Bradley Merrill Thompson, Member of the Firm in the Health Care & Life Sciences practice, in the firm’s Washington, DC, office, authored an article in Reuters, titled “Senior Industry Leaders Need to Learn About AI.”

Following is an excerpt (see below to download the full version in PDF format):

Imagine this. You are President of the United States. It's your dream job, because you have more power than anyone else in the world, and nobody ever criticizes you. It's nothing but four years of Nirvana (the transcendent state, not the Seattle Grudge band).
In walks your Secretary of State to tell you about a new policy that the U.S. adopted to impose sanctions on France to address the fact that their wine tastes too good. Apparently, the French didn't take it very well, and are retaliating with their own sanctions. You ask who put the U.S. policy in place, and the Secretary explains that it was Jake, a junior analyst on the France desk. You ask why such an important decision was made by a junior analyst, and the Secretary explains, "He knows French."

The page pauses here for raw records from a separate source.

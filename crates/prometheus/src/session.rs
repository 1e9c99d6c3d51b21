use crate::config::{self, Config};
use crate::events::AppEvent;
use prometheus_geometry::Point;
use prometheus_geometry::drag::rotation_degrees;
use prometheus_geometry::pointer::{DragSession, PointerEvent, PointerHub};

/// Scroll state of the rotary template list after an event.
#[derive(Debug, Clone, Copy, PartialEq)]
pub struct Frame {
    pub offset: f64,
    pub rotation: f64,
    pub dragging: bool,
}

/// Drives the rotary template list from pointer events.
///
/// The wheel sits at the viewport center. A press anywhere starts a drag that
/// holds pointer capture on the hub until release, cancel or end of input.
pub struct Session<'a> {
    hub: &'a PointerHub,
    config: Config,
    item_count: usize,
    center: Point,
    offset: f64,
    drag: Option<DragSession<'a, PointerHub>>,
}

impl<'a> Session<'a> {
    pub fn new(hub: &'a PointerHub, config: Config, item_count: usize) -> Self {
        let center = config.viewport.center();
        Self {
            hub,
            config,
            item_count,
            center,
            offset: 0.0,
            drag: None,
        }
    }

    pub fn max_offset(&self) -> f64 {
        self.config.drag.max_offset(self.item_count)
    }

    pub fn is_dragging(&self) -> bool {
        self.drag.is_some()
    }

    pub fn frame(&self) -> Frame {
        let offset = self
            .drag
            .as_ref()
            .map_or(self.offset, |drag| drag.offset());
        Frame {
            offset,
            rotation: rotation_degrees(offset, self.max_offset()),
            dragging: self.is_dragging(),
        }
    }

    /// Applies one event; returns the new frame when the list moved or the
    /// gesture changed state.
    pub fn handle(&mut self, event: AppEvent) -> Option<Frame> {
        match event {
            AppEvent::Pointer(pointer) => self.handle_pointer(pointer),
            AppEvent::Scroll(delta) => {
                if self.is_dragging() || delta == 0.0 || !delta.is_finite() {
                    return None;
                }
                let step = self.config.drag.item_extent * delta.signum();
                self.offset = (self.offset + step).clamp(0.0, self.max_offset());
                Some(self.frame())
            }
            AppEvent::ConfigReload => {
                self.reload(config::load_or_default());
                Some(self.frame())
            }
            AppEvent::InputClosed => self.end_drag(),
        }
    }

    fn handle_pointer(&mut self, event: PointerEvent) -> Option<Frame> {
        match (&mut self.drag, event) {
            (None, PointerEvent::Down(p)) => {
                self.drag = Some(DragSession::start(
                    self.hub,
                    self.center,
                    p,
                    self.offset,
                    self.max_offset(),
                    self.config.drag.scale(),
                ));
                Some(self.frame())
            }
            (Some(drag), PointerEvent::Move(_)) => {
                let before = drag.offset();
                let after = drag.handle(&event);
                (after != before).then(|| self.frame())
            }
            (Some(drag), PointerEvent::Up(_)) => {
                drag.handle(&event);
                self.end_drag()
            }
            (Some(_), PointerEvent::Cancel) => self.end_drag(),
            // stray events outside a gesture
            _ => None,
        }
    }

    fn end_drag(&mut self) -> Option<Frame> {
        let drag = self.drag.take()?;
        self.offset = drag.end();
        Some(self.frame())
    }

    pub fn reload(&mut self, config: Config) {
        self.end_drag();
        self.config = config;
        self.center = self.config.viewport.center();
        self.offset = self.offset.clamp(0.0, self.max_offset());
        log::info!("Configuration reloaded");
    }
}

#[cfg(test)]
mod tests {
    use super::*;
    use prometheus_geometry::angle::angle_to_position;

    fn config() -> Config {
        config::parse_config("").unwrap()
    }

    fn at(session: &Session<'_>, degrees: f64) -> Point {
        angle_to_position(degrees, 60.0, session.center)
    }

    #[test]
    fn test_drag_scrolls_and_releases_capture() {
        let hub = PointerHub::new();
        // 10 rows of 34 in a 170 window
        let mut session = Session::new(&hub, config(), 10);
        assert_eq!(session.max_offset(), 170.0);

        session.handle(AppEvent::Pointer(PointerEvent::Down(at(&session, 0.0))));
        assert!(hub.is_capturing());

        let frame = session
            .handle(AppEvent::Pointer(PointerEvent::Move(at(&session, 90.0))))
            .unwrap();
        assert!((frame.offset - 85.0).abs() < 1e-9);
        assert!((frame.rotation - 180.0).abs() < 1e-9);

        let frame = session
            .handle(AppEvent::Pointer(PointerEvent::Up(at(&session, 90.0))))
            .unwrap();
        assert!(!frame.dragging);
        assert!(!hub.is_capturing());
        assert!((session.frame().offset - 85.0).abs() < 1e-9);
    }

    #[test]
    fn test_cancel_keeps_offset_and_releases() {
        let hub = PointerHub::new();
        let mut session = Session::new(&hub, config(), 10);
        session.handle(AppEvent::Pointer(PointerEvent::Down(at(&session, 0.0))));
        session.handle(AppEvent::Pointer(PointerEvent::Move(at(&session, 45.0))));
        let frame = session
            .handle(AppEvent::Pointer(PointerEvent::Cancel))
            .unwrap();
        assert!((frame.offset - 42.5).abs() < 1e-9);
        assert_eq!(hub.listener_count(), 0);
    }

    #[test]
    fn test_input_closed_mid_drag_releases() {
        let hub = PointerHub::new();
        let mut session = Session::new(&hub, config(), 10);
        session.handle(AppEvent::Pointer(PointerEvent::Down(at(&session, 0.0))));
        session.handle(AppEvent::InputClosed);
        assert!(!hub.is_capturing());
    }

    #[test]
    fn test_dropping_session_releases() {
        let hub = PointerHub::new();
        {
            let mut session = Session::new(&hub, config(), 10);
            session.handle(AppEvent::Pointer(PointerEvent::Down(at(&session, 0.0))));
            assert!(hub.is_capturing());
        }
        assert!(!hub.is_capturing());
    }

    #[test]
    fn test_stray_events_are_ignored() {
        let hub = PointerHub::new();
        let mut session = Session::new(&hub, config(), 10);
        assert!(
            session
                .handle(AppEvent::Pointer(PointerEvent::Move(Point::new(1.0, 1.0))))
                .is_none()
        );
        assert!(session.handle(AppEvent::Pointer(PointerEvent::Cancel)).is_none());
    }

    #[test]
    fn test_scroll_moves_one_row() {
        let hub = PointerHub::new();
        let mut session = Session::new(&hub, config(), 10);
        let frame = session.handle(AppEvent::Scroll(3.0)).unwrap();
        assert_eq!(frame.offset, 34.0);
        let frame = session.handle(AppEvent::Scroll(-1.0)).unwrap();
        assert_eq!(frame.offset, 0.0);
        let frame = session.handle(AppEvent::Scroll(-1.0)).unwrap();
        assert_eq!(frame.offset, 0.0);
    }

    #[test]
    fn test_short_list_never_scrolls() {
        let hub = PointerHub::new();
        let mut session = Session::new(&hub, config(), 3);
        session.handle(AppEvent::Pointer(PointerEvent::Down(at(&session, 0.0))));
        let frame = session.handle(AppEvent::Pointer(PointerEvent::Move(at(&session, 90.0))));
        assert!(frame.is_none());
        assert_eq!(session.frame().rotation, 0.0);
    }

    #[test]
    fn test_reload_clamps_offset() {
        let hub = PointerHub::new();
        let mut session = Session::new(&hub, config(), 10);
        session.handle(AppEvent::Scroll(1.0));
        session.handle(AppEvent::Scroll(1.0));
        let mut smaller = config();
        smaller.drag.list_extent = 310.0;
        session.reload(smaller);
        assert_eq!(session.frame().offset, 30.0);
    }

    #[test]
    fn test_non_finite_scroll_is_ignored() {
        let hub = PointerHub::new();
        let mut session = Session::new(&hub, config(), 10);
        session.handle(AppEvent::Scroll(1.0));
        assert!(session.handle(AppEvent::Scroll(f64::NAN)).is_none());
        assert!(session.handle(AppEvent::Scroll(f64::NEG_INFINITY)).is_none());
        assert_eq!(session.frame().offset, 34.0);
    }
}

Honestly, this happens every day in corporate America, but instead of U.S./France sanctions, it's adopting the use of algorithms that play important business functions that, when done incorrectly, can lead to liability. For example, when algorithms that facilitate selection of qualified individuals for employment, promotion, credit, or for the provision of medical care, government services, or even entrance into office buildings, are created in a way that could lead to adverse disparate impact on racial and ethnic minorities, women, or other protected groups, such algorithms not surprisingly may violate the law. Further, quite apart from discriminatory impact, algorithms that simply do not work as intended could cause injury and actionable claims.
In both events, there is substantial risk of federal or state enforcement action.